1. Phase 3 Trial Results for LPCN 1154
In April 2026, Lipocine reported topline data from its Phase 3 placebo-controlled trial (N=90) of LPCN 1154, an oral brexanolone formulation for postpartum depression. The study did not meet its primary endpoint of HAM-D score reduction at hour 60 but demonstrated a differentiated safety profile with no treatment-related serious adverse events, excessive sedation or discontinuations and showed significant HAM-D score reductions in a post hoc psychiatric-history subgroup.
2. First Quarter Financial Performance
For the quarter ended March 31, unrestricted cash and marketable securities increased to $24.7 million from $14.9 million at December 31, 2025. The company reported a net loss of $3.7 million, or $0.52 per diluted share, versus a $1.9 million loss a year prior. TLANDO royalty revenue rose to $119,000, research and development expenses climbed to $2.8 million, and general and administrative expenses totaled $1.2 million.
3. TLANDO Licensing and Commercialization Agreements
Lipocine holds an exclusive U.S. and Canada license with Verity Pharma for TLANDO, its oral testosterone replacement therapy, and has additional license, supply and distribution agreements in Brazil (Aché), GCC countries (Pharmalink) and South Korea (SPC). The company continues to pursue partnerships to commercialize TLANDO in other territories.
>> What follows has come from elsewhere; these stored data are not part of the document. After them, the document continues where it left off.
//! Infrastructure Layer: Term Codec
//!
//! Provides external term format (BERT) encoding/decoding for the term
//! model in `entities_terms`. The format is the tagged binary encoding used
//! by `erlang:term_to_binary/1` and `erlang:binary_to_term/1`: every
//! message starts with a version magic byte (131), and every term on the
//! wire is self-delimiting behind a one-byte tag.
//!
//! ## Modules
//!
//! - **[`encoding`](encoding/index.html)**: recursive tag-dispatch encoder
//!   (`encode_term`, `encode_term_bounded`)
//!
//! - **[`decoding`](decoding/index.html)**: the mirror-image decoder
//!   (`decode_term`, `decode_term_bounded`)
//!
//! - **[`size_calculation`](size_calculation/index.html)**: exact encoded
//!   size without encoding (`encoded_size`)
//!
//! - **[`constants`](constants/index.html)**: wire tag constants
//!
//! Both directions are pure and reentrant; each call owns its byte buffer
//! and recursion depth is bounded explicitly, so adversarially nested input
//! fails with a depth error instead of exhausting the stack.

pub mod constants;
pub mod decoding;
pub mod encoding;
pub mod size_calculation;

pub use decoding::{decode_term, decode_term_bounded, DecodeError};
pub use encoding::{encode_term, encode_term_bounded, EncodeError};
pub use size_calculation::{encoded_size, SizeCalculationError};

/// External term format version magic byte (131), the message envelope tag.
pub const VERSION_MAGIC: u8 = 131;

/// Default bound on term nesting depth for both encoding and decoding.
pub const DEFAULT_MAX_DEPTH: usize = 1000;
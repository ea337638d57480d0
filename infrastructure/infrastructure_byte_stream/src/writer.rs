//! Writer Module
//!
//! Append-only byte writer. All multi-byte fields are written big-endian,
//! matching the external term format's network byte order.

/// Append-only big-endian byte writer.
#[derive(Debug, Default)]
pub struct ByteWriter {
    buf: Vec<u8>,
}

impl ByteWriter {
    /// Create an empty writer.
    pub fn new() -> Self {
        Self { buf: Vec::new() }
    }

    /// Create a writer with preallocated capacity.
    pub fn with_capacity(capacity: usize) -> Self {
        Self {
            buf: Vec::with_capacity(capacity),
        }
    }

    /// Write a single byte.
    pub fn write_u8(&mut self, value: u8) {
        self.buf.push(value);
    }

    /// Write an unsigned 16-bit value, big-endian.
    pub fn write_u16(&mut self, value: u16) {
        self.buf.extend_from_slice(&value.to_be_bytes());
    }

    /// Write an unsigned 32-bit value, big-endian.
    pub fn write_u32(&mut self, value: u32) {
        self.buf.extend_from_slice(&value.to_be_bytes());
    }

    /// Write a signed 8-bit value (two's complement byte).
    pub fn write_i8(&mut self, value: i8) {
        self.buf.push(value as u8);
    }

    /// Write a signed 32-bit value, big-endian.
    pub fn write_i32(&mut self, value: i32) {
        self.buf.extend_from_slice(&value.to_be_bytes());
    }

    /// Write an IEEE754 double, big-endian.
    pub fn write_f64(&mut self, value: f64) {
        self.buf.extend_from_slice(&value.to_be_bytes());
    }

    /// Write raw bytes verbatim.
    pub fn write_bytes(&mut self, bytes: &[u8]) {
        self.buf.extend_from_slice(bytes);
    }

    /// Number of bytes written so far.
    pub fn len(&self) -> usize {
        self.buf.len()
    }

    /// True if nothing has been written.
    pub fn is_empty(&self) -> bool {
        self.buf.is_empty()
    }

    /// View the bytes written so far.
    pub fn as_slice(&self) -> &[u8] {
        &self.buf
    }

    /// Consume the writer and return the final byte snapshot.
    pub fn into_bytes(self) -> Vec<u8> {
        self.buf
    }
}

#[cfg(test)]
mod tests {
    use super::*;

    #[test]
    fn test_write_u8() {
        let mut writer = ByteWriter::new();
        writer.write_u8(131);
        assert_eq!(writer.into_bytes(), vec![131]);
    }

    #[test]
    fn test_write_u16_big_endian() {
        let mut writer = ByteWriter::new();
        writer.write_u16(0x0102);
        assert_eq!(writer.into_bytes(), vec![1, 2]);
    }

    #[test]
    fn test_write_u32_big_endian() {
        let mut writer = ByteWriter::new();
        writer.write_u32(1000);
        assert_eq!(writer.into_bytes(), vec![0, 0, 3, 232]);
    }

    #[test]
    fn test_write_i8_twos_complement() {
        let mut writer = ByteWriter::new();
        writer.write_i8(-5);
        assert_eq!(writer.into_bytes(), vec![251]);
    }

    #[test]
    fn test_write_i32_negative() {
        let mut writer = ByteWriter::new();
        writer.write_i32(-1);
        assert_eq!(writer.into_bytes(), vec![255, 255, 255, 255]);
    }

    #[test]
    fn test_write_f64_big_endian() {
        let mut writer = ByteWriter::new();
        writer.write_f64(1.0);
        assert_eq!(writer.into_bytes(), vec![63, 240, 0, 0, 0, 0, 0, 0]);
    }

    #[test]
    fn test_write_bytes_and_len() {
        let mut writer = ByteWriter::new();
        assert!(writer.is_empty());
        writer.write_bytes(b"foo");
        assert_eq!(writer.len(), 3);
        assert_eq!(writer.as_slice(), b"foo");
    }

    #[test]
    fn test_mixed_fields_append_in_order() {
        let mut writer = ByteWriter::with_capacity(8);
        writer.write_u8(104);
        writer.write_u8(2);
        writer.write_u16(7);
        assert_eq!(writer.into_bytes(), vec![104, 2, 0, 7]);
    }
}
4. Strategic and Regulatory Next Steps
Lipocine has applied for FDA breakthrough therapy and fast track designations for LPCN 1154 and awaits feedback. Management plans a full Phase 3 data analysis and presentations at medical conferences and is evaluating options including a validation study in patients with psychiatric histories, continued development of LPCN 1154, strategic partnerships, transactions and other pipeline opportunities.